Pero no es tan difícil comprender que en un mundo imperfecto donde parece que reina el pecado, la muerte, la enfermedad, la guerra y donde la creación misma gime con dolores de parto - como nos dice la Escritura - la muerte pueda llegar de manera inesperada y cruel.
Y si Dios con nosotros, ¿quien contra nosotros? Porque la muerte no tiene la palabra final, y nuestros sufrimientos han sido asumidos por el Verbo de Dios, y nada de lo nuestro es ajeno para Él.
A veces - al igual que ese niño que era C.S. Lewis hasta que decidió aceptar el dolor - escogemos vivir como si no hubiera sufrimiento, y tenemos la osadía de echarle a Dios las cuentas por el dolor actual, porque queremos que Él sirva a nuestra miopía existencial dándonos una vida fácil, indolora y exenta de sinsabores.

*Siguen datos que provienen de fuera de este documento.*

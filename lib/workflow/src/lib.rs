//! Workflow documents and the graph transformation engine.
//!
//! This crate provides:
//!
//! - **Document model**: Nodes, connections and settings in the engine's JSON shape
//! - **Schema validation**: Structural checks on caller-supplied documents
//! - **Service transformers**: Mail, calendar, drive and sheets node chains
//! - **Graph transformer**: Whole-workflow rewriting with node metadata
//!
//! Everything here is pure and synchronous; deployment lives in the engine crate.

pub mod document;
pub mod error;
pub mod schema;
pub mod service;
pub mod transform;
pub mod trigger;

pub use document::{
    ConnectionTarget, Connections, Node, NodeConnections, Position, WorkflowDocument,
    apply_default_settings, default_settings,
};
pub use error::{NodeTransformError, SchemaError, TransformError};
pub use schema::{parse_document, validate, validate_for_submission};
pub use service::{
    CanonicalError, NodeMetadata, NodeMetadataMap, ServiceKind, ServiceRegistry, TransformerFn,
};
pub use transform::{GraphTransformer, NodeMapping, TransformOptions, TransformedWorkflow};
pub use trigger::default_trigger;
/// Builds the HTTP node that replaces `original` in place.
#[must_use]
pub fn operation_node(original: &Node, call: &HttpCall) -> Node {
    let authorization = format!(
        "=Bearer {{{{ $node[\"{}\"].json[\"access_token\"] }}}}",
        token_node_name(original)
    );
    let mut headers = vec![("Authorization".to_string(), authorization)];
    if call.body.is_some() {
        headers.push(("Content-Type".to_string(), "application/json".to_string()));
    }

    let mut parameters = json!({
        "method": call.method,
        "url": call.url,
        "authentication": "none",
        "sendHeaders": true,
        "headerParameters": name_value_list(&headers),
        "options": {
            "redirect": {"redirect": {"followRedirects": true}},
            "timeout": REQUEST_TIMEOUT_MS,
        },
    });
    if !call.query.is_empty() {
        parameters["sendQuery"] = json!(true);
        parameters["queryParameters"] = name_value_list(&call.query);
    }
    if let Some(body) = &call.body {
        parameters["sendBody"] = json!(true);
        parameters["specifyBody"] = json!("json");
        parameters["jsonBody"] = json!(body);
    }

    Node::new(
        original.id.clone(),
        HTTP_REQUEST_NODE_TYPE,
        original.name.clone(),
        original.position,
    )
    .with_parameters(parameters)
    .with_extra("typeVersion", json!(HTTP_REQUEST_TYPE_VERSION))
    .with_retry(MAX_TRIES, WAIT_BETWEEN_TRIES_MS)
    .with_continue_on_fail()
}

/// Assembles the full replacement chain for `original`.
#[must_use]
pub fn expand(
    original: &Node,
    kind: ServiceKind,
    ctx: &ServiceContext<'_>,
    call: &HttpCall,
    prepare: Option<Node>,
) -> Vec<Node> {
    let mut nodes = vec![error_handler_node(original), token_node(original, kind, ctx)];
    nodes.extend(prepare);
    nodes.push(operation_node(original, call));
    nodes
}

No tenemos derecho a explicar el dolor, ni el propio, ni el ajeno. Pero si tenemos el deber de proclamar que Dios está con nosotros, y no sólo a través de nuestras manos y brazos solidarios, de nuestra caridad cristiana entregada... en el quicio del dolor, en el paroxismo del mismo, allá donde nada se entiende y todo son tinieblas e incomprensión... allá está nuestro Dios, allá estuvo y allá estará.
Y el misterio de la humanidad es que Cristo reina desde ese trono desvencijado y contrahecho que es la Cruz, trono de miserias, sufrimientos y aberraciones del cual se aparta la vista y el cual repugna a nuestra carne irredenta.

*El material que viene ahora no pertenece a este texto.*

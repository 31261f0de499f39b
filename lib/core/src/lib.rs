//! Core identifiers and error handling shared by the mantra crates.
//!
//! Every other crate in the workspace builds on the typed ids defined here
//! and on the rootcause-backed `Result` alias.

pub mod error;
pub mod id;

pub use error::Result;
pub use id::{InstallationId, MantraId, UserId};
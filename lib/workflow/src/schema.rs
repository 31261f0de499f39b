//! Structural validation of raw workflow documents.
//!
//! `validate` is the gate every caller-supplied document passes before it
//! is transformed. `validate_for_submission` is the looser check run on the
//! prepared document right before it is sent to the engine.

use crate::document::WorkflowDocument;
use crate::error::SchemaError;
use serde_json::Value;
use std::collections::HashSet;

const REQUIRED_NODE_FIELDS: [&str; 3] = ["id", "type", "parameters"];
const SUBMISSION_FIELDS: [&str; 4] = ["name", "nodes", "connections", "settings"];

/// Checks that `doc` has the outline of an engine workflow.
///
/// # Errors
///
/// Returns the first structural problem found: the document is not an
/// object, `nodes` is missing, not a list or empty, a node is not an object
/// or lacks `id`, `type` or `parameters`, or `connections` is missing or
/// not an object.
pub fn validate(doc: &Value) -> Result<(), SchemaError> {
    let object = doc.as_object().ok_or(SchemaError::NotAnObject)?;

    let nodes = object
        .get("nodes")
        .ok_or(SchemaError::MissingNodes)?
        .as_array()
        .ok_or(SchemaError::NodesNotAList)?;
    if nodes.is_empty() {
        return Err(SchemaError::EmptyNodes);
    }

    for (index, node) in nodes.iter().enumerate() {
        let node = node
            .as_object()
            .ok_or(SchemaError::NodeNotAnObject { index })?;
        if let Some(field) = REQUIRED_NODE_FIELDS
            .into_iter()
            .find(|field| !node.contains_key(*field))
        {
            return Err(SchemaError::NodeMissingField { index, field });
        }
    }

    match object.get("connections") {
        None => Err(SchemaError::MissingConnections),
        Some(Value::Object(_)) => Ok(()),
        Some(_) => Err(SchemaError::ConnectionsNotAnObject),
    }
}

/// Validates `doc` and decodes it into a [`WorkflowDocument`].
///
/// Nodes without a name are named after their id.
///
/// # Errors
///
/// Returns any [`validate`] failure, `SchemaError::Malformed` when a field
/// has the wrong type, and `SchemaError::DuplicateNodeName` when two nodes
/// share a name.
pub fn parse_document(doc: &Value) -> Result<WorkflowDocument, SchemaError> {
    validate(doc)?;

    let mut workflow: WorkflowDocument =
        serde_json::from_value(doc.clone()).map_err(|e| SchemaError::Malformed {
            reason: e.to_string(),
        })?;

    let mut seen = HashSet::with_capacity(workflow.nodes.len());
    for node in &mut workflow.nodes {
        if node.name.is_empty() {
            node.name = node.id.clone();
        }
        if !seen.insert(node.name.clone()) {
            return Err(SchemaError::DuplicateNodeName {
                name: node.name.clone(),
            });
        }
    }

    Ok(workflow)
}

/// Checks a prepared document carries every field the engine expects.
///
/// # Errors
///
/// Returns `SchemaError::NotAnObject` or `SchemaError::MissingField`.
pub fn validate_for_submission(doc: &Value) -> Result<(), SchemaError> {
    let object = doc.as_object().ok_or(SchemaError::NotAnObject)?;
    match SUBMISSION_FIELDS
        .into_iter()
        .find(|field| !object.contains_key(*field))
    {
        Some(field) => Err(SchemaError::MissingField { field }),
        None => Ok(()),
    }
}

Y desde ese trono Jesucristo llama benditos de su padre a quienes lloran, a quienes sufren, tienen hambre, son perseguidos... y se hace forastero, enfermo, encarcelado, desnudo y hambriento... y se hace ellos, se hace tú, se hace yo, se hace nosotros.
Y el verbo se hizo carne, y se enterró bajo los escombros del terremoto de nuestra humanidad fracasada, para enderezarla y hacerla eterna mediante el triunfo de la Resurrección...
Por todo esto, y por más, que nadie pregunte dónde estaba Dios con ánimos inflamatorios. Mejor clamar con Él aquello de “Dios mío, Dios mío ¿porqué me has abandonado?” y recordar que por mucho que queramos, no somos nadie para explicar lo que ha ocurrido en Haití.